→ **ABOUT THIS EXERCISE**: Go through the data below and copy each line where the word "DetectionFilter" occurs.

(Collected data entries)
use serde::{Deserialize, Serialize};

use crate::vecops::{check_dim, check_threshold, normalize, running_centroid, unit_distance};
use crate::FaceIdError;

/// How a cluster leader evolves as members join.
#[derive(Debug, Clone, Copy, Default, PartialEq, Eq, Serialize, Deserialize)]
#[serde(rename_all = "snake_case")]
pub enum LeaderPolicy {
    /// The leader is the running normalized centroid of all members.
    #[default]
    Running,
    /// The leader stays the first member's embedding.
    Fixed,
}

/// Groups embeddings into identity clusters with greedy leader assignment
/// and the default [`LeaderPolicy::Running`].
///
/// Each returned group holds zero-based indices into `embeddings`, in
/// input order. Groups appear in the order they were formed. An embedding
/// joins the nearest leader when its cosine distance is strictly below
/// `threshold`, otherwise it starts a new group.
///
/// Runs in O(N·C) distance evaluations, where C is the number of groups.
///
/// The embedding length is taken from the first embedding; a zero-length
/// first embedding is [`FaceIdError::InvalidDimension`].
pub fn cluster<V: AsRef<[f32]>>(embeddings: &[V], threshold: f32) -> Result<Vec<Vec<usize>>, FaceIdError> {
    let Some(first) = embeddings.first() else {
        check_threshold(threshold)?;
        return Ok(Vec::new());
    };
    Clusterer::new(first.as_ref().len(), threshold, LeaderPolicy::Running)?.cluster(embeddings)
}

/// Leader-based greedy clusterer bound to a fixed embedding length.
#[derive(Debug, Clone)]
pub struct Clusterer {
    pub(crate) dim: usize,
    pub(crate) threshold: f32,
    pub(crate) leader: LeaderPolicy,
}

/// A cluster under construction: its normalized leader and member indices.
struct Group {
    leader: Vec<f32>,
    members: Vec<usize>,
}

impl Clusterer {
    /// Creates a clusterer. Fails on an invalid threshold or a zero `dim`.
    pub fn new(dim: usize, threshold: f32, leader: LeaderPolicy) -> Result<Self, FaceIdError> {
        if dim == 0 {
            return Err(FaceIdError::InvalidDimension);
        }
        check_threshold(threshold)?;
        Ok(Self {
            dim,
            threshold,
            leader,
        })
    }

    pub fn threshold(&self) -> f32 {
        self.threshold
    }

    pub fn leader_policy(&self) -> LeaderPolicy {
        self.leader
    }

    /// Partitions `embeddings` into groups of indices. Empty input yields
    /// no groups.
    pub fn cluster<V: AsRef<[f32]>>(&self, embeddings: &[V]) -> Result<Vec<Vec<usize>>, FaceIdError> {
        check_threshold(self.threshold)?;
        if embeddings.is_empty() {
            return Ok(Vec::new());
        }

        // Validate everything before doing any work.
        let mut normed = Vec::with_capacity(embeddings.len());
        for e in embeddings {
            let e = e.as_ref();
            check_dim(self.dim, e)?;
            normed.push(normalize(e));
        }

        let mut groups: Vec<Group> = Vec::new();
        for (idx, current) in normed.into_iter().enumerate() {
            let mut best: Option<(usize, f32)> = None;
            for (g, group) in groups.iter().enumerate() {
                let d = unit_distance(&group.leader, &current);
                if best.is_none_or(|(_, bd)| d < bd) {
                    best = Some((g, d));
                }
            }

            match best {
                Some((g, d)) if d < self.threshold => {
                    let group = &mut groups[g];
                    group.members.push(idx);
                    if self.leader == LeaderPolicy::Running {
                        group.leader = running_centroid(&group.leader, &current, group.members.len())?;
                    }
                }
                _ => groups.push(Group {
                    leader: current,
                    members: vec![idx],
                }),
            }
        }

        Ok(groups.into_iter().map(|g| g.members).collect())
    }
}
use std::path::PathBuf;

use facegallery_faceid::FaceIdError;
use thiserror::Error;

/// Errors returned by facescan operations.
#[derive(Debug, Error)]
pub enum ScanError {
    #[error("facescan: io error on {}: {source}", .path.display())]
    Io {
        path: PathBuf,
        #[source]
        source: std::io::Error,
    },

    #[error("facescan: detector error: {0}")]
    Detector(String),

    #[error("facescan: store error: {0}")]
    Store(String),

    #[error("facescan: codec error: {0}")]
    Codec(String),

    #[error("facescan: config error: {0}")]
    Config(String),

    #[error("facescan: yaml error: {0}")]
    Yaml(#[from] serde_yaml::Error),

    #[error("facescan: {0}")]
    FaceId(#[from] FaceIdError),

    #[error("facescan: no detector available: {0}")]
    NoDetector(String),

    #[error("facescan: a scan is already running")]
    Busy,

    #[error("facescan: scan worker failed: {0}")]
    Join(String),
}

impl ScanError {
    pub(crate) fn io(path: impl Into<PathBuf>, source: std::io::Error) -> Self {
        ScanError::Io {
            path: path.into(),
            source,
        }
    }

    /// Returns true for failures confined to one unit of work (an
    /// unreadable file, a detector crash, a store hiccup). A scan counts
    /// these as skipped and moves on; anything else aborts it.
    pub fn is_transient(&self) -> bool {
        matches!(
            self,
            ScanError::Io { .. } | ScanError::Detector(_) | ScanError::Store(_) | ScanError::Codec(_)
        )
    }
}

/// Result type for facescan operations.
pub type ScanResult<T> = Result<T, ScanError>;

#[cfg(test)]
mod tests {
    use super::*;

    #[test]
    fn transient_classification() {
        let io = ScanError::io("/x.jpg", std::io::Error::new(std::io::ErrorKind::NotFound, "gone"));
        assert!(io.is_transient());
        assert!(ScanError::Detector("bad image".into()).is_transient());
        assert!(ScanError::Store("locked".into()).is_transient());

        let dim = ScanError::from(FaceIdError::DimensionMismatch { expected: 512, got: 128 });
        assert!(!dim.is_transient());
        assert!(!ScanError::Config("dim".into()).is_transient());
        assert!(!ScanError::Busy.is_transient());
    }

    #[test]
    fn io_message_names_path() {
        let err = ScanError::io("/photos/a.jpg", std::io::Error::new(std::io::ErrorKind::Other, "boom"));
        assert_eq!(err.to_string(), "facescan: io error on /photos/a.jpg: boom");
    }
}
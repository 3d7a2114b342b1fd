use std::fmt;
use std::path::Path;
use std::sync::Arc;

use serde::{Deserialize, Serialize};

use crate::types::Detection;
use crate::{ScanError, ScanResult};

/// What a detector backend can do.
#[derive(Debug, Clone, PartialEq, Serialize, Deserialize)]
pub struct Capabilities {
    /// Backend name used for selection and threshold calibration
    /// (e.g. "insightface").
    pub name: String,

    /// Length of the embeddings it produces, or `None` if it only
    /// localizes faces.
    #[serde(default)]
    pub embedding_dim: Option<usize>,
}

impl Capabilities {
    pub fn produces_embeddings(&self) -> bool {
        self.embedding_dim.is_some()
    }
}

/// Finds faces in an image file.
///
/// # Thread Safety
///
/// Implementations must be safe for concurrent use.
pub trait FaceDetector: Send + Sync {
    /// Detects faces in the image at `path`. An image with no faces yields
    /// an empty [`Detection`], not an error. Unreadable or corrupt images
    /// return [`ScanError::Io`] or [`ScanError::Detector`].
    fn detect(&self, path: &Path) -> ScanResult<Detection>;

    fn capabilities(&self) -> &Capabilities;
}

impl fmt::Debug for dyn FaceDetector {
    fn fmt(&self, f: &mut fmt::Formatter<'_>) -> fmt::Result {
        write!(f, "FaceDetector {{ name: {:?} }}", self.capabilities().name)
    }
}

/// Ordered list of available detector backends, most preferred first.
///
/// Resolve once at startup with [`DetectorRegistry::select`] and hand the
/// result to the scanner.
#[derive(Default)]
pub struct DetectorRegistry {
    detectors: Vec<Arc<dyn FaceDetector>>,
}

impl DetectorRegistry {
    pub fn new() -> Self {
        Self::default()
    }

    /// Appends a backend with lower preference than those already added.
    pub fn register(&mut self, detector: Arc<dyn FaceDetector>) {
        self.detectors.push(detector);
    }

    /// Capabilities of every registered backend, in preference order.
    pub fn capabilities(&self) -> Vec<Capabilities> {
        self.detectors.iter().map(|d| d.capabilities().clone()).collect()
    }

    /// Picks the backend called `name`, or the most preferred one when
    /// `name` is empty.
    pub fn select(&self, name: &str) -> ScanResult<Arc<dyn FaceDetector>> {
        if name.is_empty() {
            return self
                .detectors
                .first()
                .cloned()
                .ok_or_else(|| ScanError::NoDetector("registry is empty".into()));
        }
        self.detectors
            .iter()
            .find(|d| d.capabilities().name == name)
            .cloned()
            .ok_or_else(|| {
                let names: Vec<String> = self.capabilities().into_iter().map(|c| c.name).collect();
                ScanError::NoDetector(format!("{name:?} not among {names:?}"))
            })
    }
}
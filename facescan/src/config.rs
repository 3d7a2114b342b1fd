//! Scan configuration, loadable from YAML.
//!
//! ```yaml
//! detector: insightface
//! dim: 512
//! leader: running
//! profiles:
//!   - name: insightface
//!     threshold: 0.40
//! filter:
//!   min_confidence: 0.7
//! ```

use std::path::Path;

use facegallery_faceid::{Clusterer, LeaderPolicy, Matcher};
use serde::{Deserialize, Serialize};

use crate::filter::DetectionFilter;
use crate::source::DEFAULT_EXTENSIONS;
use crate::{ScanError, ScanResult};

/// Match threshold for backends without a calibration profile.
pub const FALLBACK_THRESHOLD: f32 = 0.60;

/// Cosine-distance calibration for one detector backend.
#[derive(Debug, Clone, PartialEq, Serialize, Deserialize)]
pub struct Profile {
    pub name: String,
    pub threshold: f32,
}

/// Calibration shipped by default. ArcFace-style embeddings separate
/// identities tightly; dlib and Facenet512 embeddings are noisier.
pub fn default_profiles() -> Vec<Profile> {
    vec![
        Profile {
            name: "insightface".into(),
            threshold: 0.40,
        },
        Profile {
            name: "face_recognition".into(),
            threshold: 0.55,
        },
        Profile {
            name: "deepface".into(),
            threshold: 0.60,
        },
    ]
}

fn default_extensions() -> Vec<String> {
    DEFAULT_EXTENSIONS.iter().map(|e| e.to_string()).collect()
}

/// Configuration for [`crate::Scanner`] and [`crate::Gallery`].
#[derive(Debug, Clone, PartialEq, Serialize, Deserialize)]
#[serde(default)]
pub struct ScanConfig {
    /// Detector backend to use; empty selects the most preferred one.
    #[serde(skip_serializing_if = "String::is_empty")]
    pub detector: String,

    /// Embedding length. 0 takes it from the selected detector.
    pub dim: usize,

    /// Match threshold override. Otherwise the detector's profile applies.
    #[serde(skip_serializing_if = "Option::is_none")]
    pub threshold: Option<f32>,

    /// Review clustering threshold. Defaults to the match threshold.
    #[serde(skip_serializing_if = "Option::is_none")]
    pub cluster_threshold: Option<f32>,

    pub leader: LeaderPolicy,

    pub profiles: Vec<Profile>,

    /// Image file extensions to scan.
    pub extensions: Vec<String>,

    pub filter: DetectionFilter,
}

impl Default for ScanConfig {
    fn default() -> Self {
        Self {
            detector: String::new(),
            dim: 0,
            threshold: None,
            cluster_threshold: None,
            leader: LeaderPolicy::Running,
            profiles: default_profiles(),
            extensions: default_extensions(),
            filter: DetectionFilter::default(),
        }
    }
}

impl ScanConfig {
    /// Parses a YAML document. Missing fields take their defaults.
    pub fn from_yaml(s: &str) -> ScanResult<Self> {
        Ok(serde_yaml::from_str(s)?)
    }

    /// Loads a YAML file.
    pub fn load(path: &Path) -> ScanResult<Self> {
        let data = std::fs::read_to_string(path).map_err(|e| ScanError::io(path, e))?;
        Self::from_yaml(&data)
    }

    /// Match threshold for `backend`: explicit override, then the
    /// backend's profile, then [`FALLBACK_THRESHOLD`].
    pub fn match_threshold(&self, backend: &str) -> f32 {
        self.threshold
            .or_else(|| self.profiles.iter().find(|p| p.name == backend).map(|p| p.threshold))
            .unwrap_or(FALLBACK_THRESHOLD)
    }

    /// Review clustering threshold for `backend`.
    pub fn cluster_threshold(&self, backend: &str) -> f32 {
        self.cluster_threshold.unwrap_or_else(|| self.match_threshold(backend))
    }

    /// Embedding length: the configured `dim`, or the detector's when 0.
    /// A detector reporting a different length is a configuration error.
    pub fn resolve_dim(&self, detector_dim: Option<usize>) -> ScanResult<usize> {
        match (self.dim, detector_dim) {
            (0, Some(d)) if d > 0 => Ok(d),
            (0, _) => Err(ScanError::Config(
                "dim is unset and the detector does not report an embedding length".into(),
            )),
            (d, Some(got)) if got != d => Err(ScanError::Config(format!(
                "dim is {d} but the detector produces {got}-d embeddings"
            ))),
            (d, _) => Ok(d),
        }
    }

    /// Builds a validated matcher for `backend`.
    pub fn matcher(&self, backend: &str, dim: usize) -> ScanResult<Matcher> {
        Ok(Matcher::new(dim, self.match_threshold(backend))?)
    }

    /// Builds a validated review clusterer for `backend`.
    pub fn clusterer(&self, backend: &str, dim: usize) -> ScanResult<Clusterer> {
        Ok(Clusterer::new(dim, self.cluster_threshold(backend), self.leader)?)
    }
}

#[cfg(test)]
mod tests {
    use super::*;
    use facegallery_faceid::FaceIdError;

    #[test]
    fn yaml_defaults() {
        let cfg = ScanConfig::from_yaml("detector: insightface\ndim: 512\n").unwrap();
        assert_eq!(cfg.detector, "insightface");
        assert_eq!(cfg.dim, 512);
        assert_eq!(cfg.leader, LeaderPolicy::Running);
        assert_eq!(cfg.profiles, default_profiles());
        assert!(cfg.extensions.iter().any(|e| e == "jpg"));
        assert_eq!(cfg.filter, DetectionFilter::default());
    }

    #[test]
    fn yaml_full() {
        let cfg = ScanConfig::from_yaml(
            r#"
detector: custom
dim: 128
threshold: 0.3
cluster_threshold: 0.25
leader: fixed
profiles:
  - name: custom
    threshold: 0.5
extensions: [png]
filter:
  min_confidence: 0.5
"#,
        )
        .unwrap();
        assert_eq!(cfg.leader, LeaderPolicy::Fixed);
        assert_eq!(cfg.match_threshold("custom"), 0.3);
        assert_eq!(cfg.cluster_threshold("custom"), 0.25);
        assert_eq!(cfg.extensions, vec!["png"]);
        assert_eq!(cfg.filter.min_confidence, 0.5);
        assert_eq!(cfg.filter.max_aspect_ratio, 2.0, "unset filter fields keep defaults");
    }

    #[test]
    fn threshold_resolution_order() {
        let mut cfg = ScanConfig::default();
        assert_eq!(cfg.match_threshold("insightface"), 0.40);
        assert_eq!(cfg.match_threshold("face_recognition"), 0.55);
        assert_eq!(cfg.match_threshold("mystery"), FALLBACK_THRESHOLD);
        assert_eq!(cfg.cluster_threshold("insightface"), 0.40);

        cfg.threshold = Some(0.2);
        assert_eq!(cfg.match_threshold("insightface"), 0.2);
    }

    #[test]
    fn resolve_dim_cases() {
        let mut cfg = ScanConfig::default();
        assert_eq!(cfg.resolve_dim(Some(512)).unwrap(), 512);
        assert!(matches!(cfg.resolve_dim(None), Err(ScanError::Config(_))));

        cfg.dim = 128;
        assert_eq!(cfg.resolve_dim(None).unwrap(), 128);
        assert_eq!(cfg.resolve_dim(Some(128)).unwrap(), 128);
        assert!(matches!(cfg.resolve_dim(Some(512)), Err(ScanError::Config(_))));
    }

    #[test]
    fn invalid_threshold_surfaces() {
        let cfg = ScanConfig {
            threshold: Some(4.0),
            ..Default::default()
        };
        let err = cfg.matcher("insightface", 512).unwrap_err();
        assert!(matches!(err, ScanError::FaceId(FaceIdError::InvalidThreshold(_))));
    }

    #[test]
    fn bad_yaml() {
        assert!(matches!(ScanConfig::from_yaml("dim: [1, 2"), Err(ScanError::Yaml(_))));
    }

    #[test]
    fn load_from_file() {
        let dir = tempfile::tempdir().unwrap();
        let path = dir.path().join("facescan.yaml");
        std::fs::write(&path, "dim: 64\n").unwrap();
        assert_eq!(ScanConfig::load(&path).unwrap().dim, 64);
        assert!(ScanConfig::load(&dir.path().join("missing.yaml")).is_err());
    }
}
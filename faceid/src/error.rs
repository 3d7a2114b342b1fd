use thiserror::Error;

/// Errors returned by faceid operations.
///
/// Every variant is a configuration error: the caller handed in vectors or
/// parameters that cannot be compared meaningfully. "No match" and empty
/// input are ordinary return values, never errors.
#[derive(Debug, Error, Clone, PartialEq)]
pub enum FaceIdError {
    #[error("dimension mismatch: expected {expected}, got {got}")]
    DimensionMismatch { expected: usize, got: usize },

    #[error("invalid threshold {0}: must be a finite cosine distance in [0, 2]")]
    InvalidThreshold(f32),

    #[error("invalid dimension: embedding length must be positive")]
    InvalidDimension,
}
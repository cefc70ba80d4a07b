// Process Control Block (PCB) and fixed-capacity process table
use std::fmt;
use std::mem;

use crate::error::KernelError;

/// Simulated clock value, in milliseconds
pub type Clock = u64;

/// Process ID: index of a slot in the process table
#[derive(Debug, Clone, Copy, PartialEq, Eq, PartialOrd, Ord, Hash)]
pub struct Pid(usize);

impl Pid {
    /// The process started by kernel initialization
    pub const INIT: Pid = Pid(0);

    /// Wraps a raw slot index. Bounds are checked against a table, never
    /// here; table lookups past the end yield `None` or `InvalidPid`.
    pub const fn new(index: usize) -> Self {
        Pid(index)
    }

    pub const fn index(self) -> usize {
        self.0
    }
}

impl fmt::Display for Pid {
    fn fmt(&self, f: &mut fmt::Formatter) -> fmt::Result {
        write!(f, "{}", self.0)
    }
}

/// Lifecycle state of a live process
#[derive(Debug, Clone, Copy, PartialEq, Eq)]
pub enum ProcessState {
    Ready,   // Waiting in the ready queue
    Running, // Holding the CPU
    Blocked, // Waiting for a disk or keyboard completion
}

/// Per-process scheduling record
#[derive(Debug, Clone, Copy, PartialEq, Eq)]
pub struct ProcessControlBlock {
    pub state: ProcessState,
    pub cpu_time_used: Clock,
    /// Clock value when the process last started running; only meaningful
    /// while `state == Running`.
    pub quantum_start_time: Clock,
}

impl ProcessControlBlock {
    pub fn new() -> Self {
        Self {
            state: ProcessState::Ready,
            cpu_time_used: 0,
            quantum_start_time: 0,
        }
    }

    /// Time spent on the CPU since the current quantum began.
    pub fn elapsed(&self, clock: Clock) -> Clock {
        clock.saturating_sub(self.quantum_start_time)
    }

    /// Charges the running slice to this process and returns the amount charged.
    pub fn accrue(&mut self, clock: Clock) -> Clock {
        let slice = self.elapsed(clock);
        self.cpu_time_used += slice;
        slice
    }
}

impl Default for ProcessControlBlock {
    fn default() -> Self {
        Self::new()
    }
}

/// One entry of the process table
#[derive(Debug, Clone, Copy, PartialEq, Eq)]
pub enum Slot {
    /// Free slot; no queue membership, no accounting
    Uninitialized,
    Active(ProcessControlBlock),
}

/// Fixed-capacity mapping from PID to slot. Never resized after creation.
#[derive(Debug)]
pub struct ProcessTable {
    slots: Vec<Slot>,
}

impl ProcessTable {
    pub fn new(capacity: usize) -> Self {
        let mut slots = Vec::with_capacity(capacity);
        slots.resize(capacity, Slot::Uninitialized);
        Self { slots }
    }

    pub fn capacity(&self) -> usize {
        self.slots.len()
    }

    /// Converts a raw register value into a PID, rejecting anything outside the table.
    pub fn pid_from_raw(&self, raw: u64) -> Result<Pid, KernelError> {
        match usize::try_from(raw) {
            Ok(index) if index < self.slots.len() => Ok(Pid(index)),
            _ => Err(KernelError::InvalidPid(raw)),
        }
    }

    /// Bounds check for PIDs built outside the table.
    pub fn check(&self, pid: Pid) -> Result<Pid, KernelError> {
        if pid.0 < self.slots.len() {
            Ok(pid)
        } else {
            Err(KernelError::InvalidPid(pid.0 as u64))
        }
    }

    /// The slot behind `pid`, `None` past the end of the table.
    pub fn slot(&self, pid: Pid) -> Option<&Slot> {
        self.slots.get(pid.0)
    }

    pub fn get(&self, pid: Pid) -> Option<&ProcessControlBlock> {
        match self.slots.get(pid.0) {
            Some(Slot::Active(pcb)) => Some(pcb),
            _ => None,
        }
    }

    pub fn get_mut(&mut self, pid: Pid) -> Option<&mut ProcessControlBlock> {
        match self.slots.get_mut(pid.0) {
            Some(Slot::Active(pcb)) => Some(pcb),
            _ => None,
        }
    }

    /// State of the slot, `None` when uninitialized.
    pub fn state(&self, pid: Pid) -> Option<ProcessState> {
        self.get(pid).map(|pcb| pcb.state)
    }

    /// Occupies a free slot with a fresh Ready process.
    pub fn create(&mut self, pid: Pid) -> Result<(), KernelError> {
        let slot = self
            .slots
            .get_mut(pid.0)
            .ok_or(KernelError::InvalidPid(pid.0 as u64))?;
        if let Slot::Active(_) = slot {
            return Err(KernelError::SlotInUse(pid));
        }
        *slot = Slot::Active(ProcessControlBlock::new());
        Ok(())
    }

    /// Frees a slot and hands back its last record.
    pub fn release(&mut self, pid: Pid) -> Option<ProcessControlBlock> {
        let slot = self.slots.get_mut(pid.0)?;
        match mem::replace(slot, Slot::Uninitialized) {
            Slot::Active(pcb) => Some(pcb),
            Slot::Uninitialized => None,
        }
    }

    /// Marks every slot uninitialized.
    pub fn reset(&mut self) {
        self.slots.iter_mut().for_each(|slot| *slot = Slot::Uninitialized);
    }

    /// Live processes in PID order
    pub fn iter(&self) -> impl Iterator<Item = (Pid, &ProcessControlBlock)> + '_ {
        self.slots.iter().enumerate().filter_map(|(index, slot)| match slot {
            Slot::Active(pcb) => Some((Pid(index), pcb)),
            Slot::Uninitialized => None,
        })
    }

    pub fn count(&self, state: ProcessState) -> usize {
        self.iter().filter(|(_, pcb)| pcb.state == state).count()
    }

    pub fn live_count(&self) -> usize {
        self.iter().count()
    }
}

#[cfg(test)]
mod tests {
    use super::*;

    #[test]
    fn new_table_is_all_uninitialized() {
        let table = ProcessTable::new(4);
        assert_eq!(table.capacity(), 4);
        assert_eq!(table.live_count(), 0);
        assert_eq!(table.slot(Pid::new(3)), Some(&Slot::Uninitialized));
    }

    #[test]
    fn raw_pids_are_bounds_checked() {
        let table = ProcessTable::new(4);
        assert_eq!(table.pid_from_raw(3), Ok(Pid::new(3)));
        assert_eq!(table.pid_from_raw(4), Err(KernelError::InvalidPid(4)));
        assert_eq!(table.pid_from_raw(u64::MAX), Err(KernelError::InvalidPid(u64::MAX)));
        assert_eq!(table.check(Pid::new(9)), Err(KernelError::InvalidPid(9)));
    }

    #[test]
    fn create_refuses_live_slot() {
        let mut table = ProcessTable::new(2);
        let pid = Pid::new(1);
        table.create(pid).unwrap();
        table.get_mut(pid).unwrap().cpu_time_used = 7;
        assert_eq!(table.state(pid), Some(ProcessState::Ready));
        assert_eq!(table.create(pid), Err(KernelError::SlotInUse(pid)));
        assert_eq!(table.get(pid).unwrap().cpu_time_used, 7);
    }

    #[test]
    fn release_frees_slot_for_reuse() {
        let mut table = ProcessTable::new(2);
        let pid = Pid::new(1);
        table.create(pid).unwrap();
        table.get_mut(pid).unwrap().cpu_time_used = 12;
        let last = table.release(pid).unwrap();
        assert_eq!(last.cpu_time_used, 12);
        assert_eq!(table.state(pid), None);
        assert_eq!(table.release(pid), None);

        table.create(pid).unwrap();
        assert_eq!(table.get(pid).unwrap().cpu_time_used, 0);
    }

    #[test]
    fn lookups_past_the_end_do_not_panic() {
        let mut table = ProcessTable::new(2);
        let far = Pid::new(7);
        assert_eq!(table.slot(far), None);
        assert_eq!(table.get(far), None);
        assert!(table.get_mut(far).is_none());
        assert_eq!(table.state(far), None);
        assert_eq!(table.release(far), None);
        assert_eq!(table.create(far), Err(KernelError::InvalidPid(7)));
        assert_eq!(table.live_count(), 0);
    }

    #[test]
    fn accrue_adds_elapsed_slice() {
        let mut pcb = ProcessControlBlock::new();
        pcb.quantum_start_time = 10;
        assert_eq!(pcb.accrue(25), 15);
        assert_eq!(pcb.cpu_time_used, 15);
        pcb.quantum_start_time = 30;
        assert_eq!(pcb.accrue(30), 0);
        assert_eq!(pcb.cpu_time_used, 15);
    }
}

→ **SOLUTION**:
use crate::filter::DetectionFilter;
    pub filter: DetectionFilter,
            filter: DetectionFilter::default(),
        assert_eq!(cfg.filter, DetectionFilter::default());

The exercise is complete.